Andrade Jorge, Andersen Malin, Sillén Anna, Graff Caroline, Odeberg Jacob
Department of Biotechnology, AlbaNova University Center, Royal Institute of Technology (KTH), SE-10691 Stockholm, Sweden.
Eur J Hum Genet. 2007 Jun;15(6):694-702. doi: 10.1038/sj.ejhg.5201815. Epub 2007 Mar 21.
In genetics, with increasing data sizes and more advanced algorithms for mining complex data, a point is reached where increased computational capacity or alternative solutions becomes unavoidable. Most contemporary methods for linkage analysis are based on the Lander-Green hidden Markov model (HMM), which scales exponentially with the number of pedigree members. In whole genome linkage analysis, genotype simulations become prohibitively time consuming to perform on single computers. We have developed "Grid-Allegro", a Grid aware implementation of the Allegro software, by which several thousands of genotype simulations can be performed in parallel in short time. With temporary installations of the Allegro executable and datasets on remote nodes at submission, the need of predefined Grid run-time environments is circumvented. We evaluated the performance, efficiency and scalability of this implementation in a genome scan on Swedish multiplex Alzheimer's disease families. We demonstrate that "Grid-Allegro" allows for the full exploitation of the features available in Allegro for genome-wide linkage. The implementation of existing bioinformatics applications on Grids (Distributed Computing) represent a cost-effective alternative for addressing highly resource-demanding and data-intensive bioinformatics task, compared to acquiring and setting up clusters of computational hardware in house (Parallel Computing), a resource not available to most geneticists today.

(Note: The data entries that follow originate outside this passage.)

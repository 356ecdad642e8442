//! Operator configuration
//!
//! Every flag can also be supplied through the environment so the operator
//! runs unchanged from a Deployment manifest.

use std::time::Duration;

use clap::Parser;

use netfence_policy::BackendConfig;

/// netfence - SecurityPolicy operator for software-defined networking backends
#[derive(Parser, Debug, Clone)]
#[command(name = "netfence-operator", version, about, long_about = None)]
pub struct Cli {
    /// Print the SecurityPolicy CRD manifest and exit
    #[arg(long)]
    pub crd: bool,

    /// Cluster name tagged onto every backend object
    #[arg(long, env = "NETFENCE_CLUSTER", default_value = "")]
    pub cluster: String,

    /// Backend policy domain
    #[arg(long, env = "NETFENCE_DOMAIN", default_value = "default")]
    pub domain: String,

    /// Backend manager URL
    #[arg(long, env = "NETFENCE_BACKEND_URL", default_value = "")]
    pub backend_url: String,

    /// Backend user
    #[arg(long, env = "NETFENCE_BACKEND_USER", default_value = "")]
    pub backend_user: String,

    /// Backend password
    #[arg(long, env = "NETFENCE_BACKEND_PASSWORD", default_value = "", hide_env_values = true)]
    pub backend_password: String,

    /// Skip verification of the backend's TLS certificate
    #[arg(long, env = "NETFENCE_INSECURE_SKIP_TLS_VERIFY")]
    pub insecure_skip_tls_verify: bool,

    /// Backend request timeout in seconds
    #[arg(long, env = "NETFENCE_REQUEST_TIMEOUT_SECS", default_value_t = 30)]
    pub request_timeout_secs: u64,

    /// Seconds between garbage collection passes
    #[arg(long, env = "NETFENCE_GC_INTERVAL_SECS", default_value_t = 300)]
    pub gc_interval_secs: u64,
}

impl Cli {
    /// Reject configurations the controller cannot run with
    pub fn validate(&self) -> Result<(), String> {
        if self.cluster.is_empty() {
            return Err("--cluster (NETFENCE_CLUSTER) is required".to_string());
        }
        if self.backend_url.is_empty() {
            return Err("--backend-url (NETFENCE_BACKEND_URL) is required".to_string());
        }
        if self.gc_interval_secs == 0 {
            return Err("--gc-interval-secs must be positive".to_string());
        }
        Ok(())
    }

    /// Backend client settings
    pub fn backend_config(&self) -> BackendConfig {
        BackendConfig {
            base_url: self.backend_url.clone(),
            username: self.backend_user.clone(),
            password: self.backend_password.clone(),
            cluster: self.cluster.clone(),
            insecure_skip_tls_verify: self.insecure_skip_tls_verify,
            request_timeout: Duration::from_secs(self.request_timeout_secs),
        }
    }

    /// Interval between garbage collection passes
    pub fn gc_interval(&self) -> Duration {
        Duration::from_secs(self.gc_interval_secs)
    }
}
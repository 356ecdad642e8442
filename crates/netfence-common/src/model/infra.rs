//! Hierarchical patch envelope
//!
//! The backend realizes a whole subtree from a single `PATCH /infra` call:
//! `Infra → ChildDomain → Domain → [ChildGroup…, ChildSecurityPolicy]`.
//! Groups are listed before the policy so the backend resolves group paths
//! referenced by rules within the same request.

use serde::{Deserialize, Serialize};

use super::{Group, Policy};

/// Root of a hierarchical patch
#[derive(Clone, Debug, Serialize, Deserialize, PartialEq)]
pub struct Infra {
    /// Always "Infra"
    pub resource_type: String,
    /// Domain subtrees
    pub children: Vec<ChildDomain>,
}

/// Wrapper placing a domain under `Infra`
#[derive(Clone, Debug, Serialize, Deserialize, PartialEq)]
pub struct ChildDomain {
    /// Always "ChildDomain"
    pub resource_type: String,
    /// The wrapped domain is never deleted through this path
    pub marked_for_delete: bool,
    /// The domain subtree
    #[serde(rename = "Domain")]
    pub domain: Domain,
}

/// Policy domain
#[derive(Clone, Debug, Serialize, Deserialize, PartialEq)]
pub struct Domain {
    /// Domain identity
    pub id: String,
    /// Always "Domain"
    pub resource_type: String,
    /// Groups and policies in this domain
    pub children: Vec<DomainChild>,
}

/// Child objects of a domain
#[derive(Clone, Debug, Serialize, Deserialize, PartialEq)]
#[serde(tag = "resource_type")]
pub enum DomainChild {
    /// A group
    ChildGroup {
        /// Mirrors the wrapped group's deletion intent
        marked_for_delete: bool,
        /// The group
        #[serde(rename = "Group")]
        group: Group,
    },
    /// A security policy with its embedded rules
    ChildSecurityPolicy {
        /// Mirrors the wrapped policy's deletion intent
        marked_for_delete: bool,
        /// The policy
        #[serde(rename = "SecurityPolicy")]
        security_policy: Policy,
    },
}

impl Infra {
    /// Wrap one policy and its groups into a hierarchical patch for `domain`
    pub fn wrap_security_policy(domain: &str, policy: Policy, groups: Vec<Group>) -> Self {
        let mut children: Vec<DomainChild> = groups
            .into_iter()
            .map(|group| DomainChild::ChildGroup {
                marked_for_delete: group.marked_for_delete,
                group,
            })
            .collect();
        children.push(DomainChild::ChildSecurityPolicy {
            marked_for_delete: policy.marked_for_delete,
            security_policy: policy,
        });

        Self {
            resource_type: "Infra".to_string(),
            children: vec![ChildDomain {
                resource_type: "ChildDomain".to_string(),
                marked_for_delete: false,
                domain: Domain {
                    id: domain.to_string(),
                    resource_type: "Domain".to_string(),
                    children,
                },
            }],
        }
    }

    /// The single policy carried by this patch, if any
    pub fn security_policy(&self) -> Option<&Policy> {
        self.children
            .iter()
            .flat_map(|d| d.domain.children.iter())
            .find_map(|c| match c {
                DomainChild::ChildSecurityPolicy {
                    security_policy, ..
                } => Some(security_policy),
                _ => None,
            })
    }

    /// Groups carried by this patch, in request order
    pub fn groups(&self) -> Vec<&Group> {
        self.children
            .iter()
            .flat_map(|d| d.domain.children.iter())
            .filter_map(|c| match c {
                DomainChild::ChildGroup { group, .. } => Some(group),
                _ => None,
            })
            .collect()
    }
}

在遗传学领域,随着数据量的不断增加以及用于挖掘复杂数据的算法日益先进,达到了一个阶段,即增加计算能力或采用替代解决方案变得不可避免。大多数当代连锁分析方法基于兰德 - 格林隐马尔可夫模型(HMM),该模型的计算量会随着家系成员数量呈指数级增长。在全基因组连锁分析中,在单台计算机上进行基因型模拟会变得极其耗时。我们开发了“Grid - Allegro”,它是Allegro软件的一种支持网格计算的实现方式,通过它可以在短时间内并行执行数千次基因型模拟。通过在提交时将Allegro可执行文件和数据集临时安装在远程节点上,避免了对预定义网格运行时环境的需求。我们在对瑞典多病例阿尔茨海默病家系的基因组扫描中评估了这种实现方式的性能、效率和可扩展性。我们证明“Grid - Allegro”能够充分利用Allegro中可用于全基因组连锁分析的功能。与在内部购置和搭建计算硬件集群(并行计算)相比,在网格(分布式计算)上实现现有的生物信息学应用是解决高资源需求和数据密集型生物信息学任务的一种经济高效的替代方案,而大多数遗传学家目前无法获得并行计算所需的资源。